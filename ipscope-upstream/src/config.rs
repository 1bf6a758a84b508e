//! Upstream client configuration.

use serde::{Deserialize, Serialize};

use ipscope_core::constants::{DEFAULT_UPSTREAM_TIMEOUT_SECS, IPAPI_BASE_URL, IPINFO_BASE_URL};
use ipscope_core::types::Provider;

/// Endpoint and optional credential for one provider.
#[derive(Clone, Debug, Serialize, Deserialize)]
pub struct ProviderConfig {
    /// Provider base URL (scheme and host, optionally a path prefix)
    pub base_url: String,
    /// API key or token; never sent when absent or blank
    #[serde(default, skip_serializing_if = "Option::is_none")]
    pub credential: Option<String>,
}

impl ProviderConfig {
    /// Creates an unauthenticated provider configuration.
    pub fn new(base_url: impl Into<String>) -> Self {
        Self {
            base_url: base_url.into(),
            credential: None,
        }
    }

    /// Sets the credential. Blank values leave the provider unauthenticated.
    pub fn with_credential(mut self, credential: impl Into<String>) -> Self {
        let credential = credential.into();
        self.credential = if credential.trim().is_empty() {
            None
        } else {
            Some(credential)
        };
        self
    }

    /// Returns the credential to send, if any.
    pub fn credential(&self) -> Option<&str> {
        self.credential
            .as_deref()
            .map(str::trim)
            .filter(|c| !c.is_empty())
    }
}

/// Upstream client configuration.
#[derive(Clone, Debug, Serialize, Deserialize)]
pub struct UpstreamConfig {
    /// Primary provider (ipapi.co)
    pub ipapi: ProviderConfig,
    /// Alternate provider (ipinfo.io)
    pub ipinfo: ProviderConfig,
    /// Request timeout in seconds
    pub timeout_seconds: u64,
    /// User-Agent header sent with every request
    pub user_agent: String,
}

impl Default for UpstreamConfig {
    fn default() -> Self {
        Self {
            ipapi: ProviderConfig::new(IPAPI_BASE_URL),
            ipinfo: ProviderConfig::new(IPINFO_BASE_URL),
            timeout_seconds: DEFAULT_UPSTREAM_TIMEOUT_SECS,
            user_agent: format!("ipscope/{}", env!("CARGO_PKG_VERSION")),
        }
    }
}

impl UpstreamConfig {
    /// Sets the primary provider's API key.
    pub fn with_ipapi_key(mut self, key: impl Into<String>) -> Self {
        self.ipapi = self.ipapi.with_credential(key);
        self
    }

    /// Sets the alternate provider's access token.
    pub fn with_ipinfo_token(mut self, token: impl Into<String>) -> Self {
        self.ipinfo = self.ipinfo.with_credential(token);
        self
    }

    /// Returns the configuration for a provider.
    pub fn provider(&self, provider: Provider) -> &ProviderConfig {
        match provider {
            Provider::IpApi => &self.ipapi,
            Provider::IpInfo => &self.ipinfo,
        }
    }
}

□ □ □ □ □ □ □

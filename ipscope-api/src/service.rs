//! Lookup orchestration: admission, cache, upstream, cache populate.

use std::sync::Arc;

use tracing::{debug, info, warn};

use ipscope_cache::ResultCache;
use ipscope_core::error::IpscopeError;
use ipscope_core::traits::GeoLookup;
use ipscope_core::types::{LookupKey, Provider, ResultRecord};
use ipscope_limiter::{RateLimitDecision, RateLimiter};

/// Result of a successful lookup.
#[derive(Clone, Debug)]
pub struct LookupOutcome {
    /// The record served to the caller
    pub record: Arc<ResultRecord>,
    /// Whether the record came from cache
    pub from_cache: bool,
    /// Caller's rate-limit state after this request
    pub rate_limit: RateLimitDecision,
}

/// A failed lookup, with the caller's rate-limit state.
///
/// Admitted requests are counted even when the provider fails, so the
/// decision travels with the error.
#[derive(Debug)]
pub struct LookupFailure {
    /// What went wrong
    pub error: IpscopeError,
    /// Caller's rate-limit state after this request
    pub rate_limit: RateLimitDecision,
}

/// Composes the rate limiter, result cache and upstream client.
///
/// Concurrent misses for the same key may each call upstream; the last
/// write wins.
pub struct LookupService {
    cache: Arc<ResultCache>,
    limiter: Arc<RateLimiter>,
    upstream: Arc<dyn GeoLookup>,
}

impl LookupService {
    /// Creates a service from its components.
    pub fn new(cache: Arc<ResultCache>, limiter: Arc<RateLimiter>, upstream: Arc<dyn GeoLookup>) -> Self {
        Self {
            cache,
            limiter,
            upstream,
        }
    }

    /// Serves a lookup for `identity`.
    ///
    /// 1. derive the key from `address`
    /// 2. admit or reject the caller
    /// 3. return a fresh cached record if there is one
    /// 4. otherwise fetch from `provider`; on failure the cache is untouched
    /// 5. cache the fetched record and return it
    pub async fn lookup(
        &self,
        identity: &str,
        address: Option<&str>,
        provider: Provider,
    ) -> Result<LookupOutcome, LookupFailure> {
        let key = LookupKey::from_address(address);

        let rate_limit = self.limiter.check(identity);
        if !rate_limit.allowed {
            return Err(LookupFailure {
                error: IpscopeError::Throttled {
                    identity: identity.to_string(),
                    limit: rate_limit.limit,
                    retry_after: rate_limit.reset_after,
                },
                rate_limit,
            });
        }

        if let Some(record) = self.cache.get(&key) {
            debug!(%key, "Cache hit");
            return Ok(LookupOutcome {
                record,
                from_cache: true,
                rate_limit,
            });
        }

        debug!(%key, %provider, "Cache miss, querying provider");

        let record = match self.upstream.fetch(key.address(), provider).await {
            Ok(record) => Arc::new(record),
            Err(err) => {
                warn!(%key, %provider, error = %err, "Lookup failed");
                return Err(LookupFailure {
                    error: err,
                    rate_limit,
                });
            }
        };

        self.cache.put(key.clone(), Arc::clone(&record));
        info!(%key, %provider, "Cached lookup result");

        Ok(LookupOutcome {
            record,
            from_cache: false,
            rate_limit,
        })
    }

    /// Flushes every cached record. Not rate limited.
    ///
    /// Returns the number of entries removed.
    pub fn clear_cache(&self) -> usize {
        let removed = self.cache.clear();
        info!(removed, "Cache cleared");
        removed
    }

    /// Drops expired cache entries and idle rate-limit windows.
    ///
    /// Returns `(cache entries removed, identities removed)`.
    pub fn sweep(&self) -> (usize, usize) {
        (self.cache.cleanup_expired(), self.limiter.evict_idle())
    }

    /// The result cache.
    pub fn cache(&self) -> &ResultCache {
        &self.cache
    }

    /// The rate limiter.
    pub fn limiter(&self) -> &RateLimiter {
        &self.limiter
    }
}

□ □ □ □ □ □ □

- _Brief_: Check the data above line by line for the word "every". State only how many lines contain it.

- _Solution to this exercise_: 2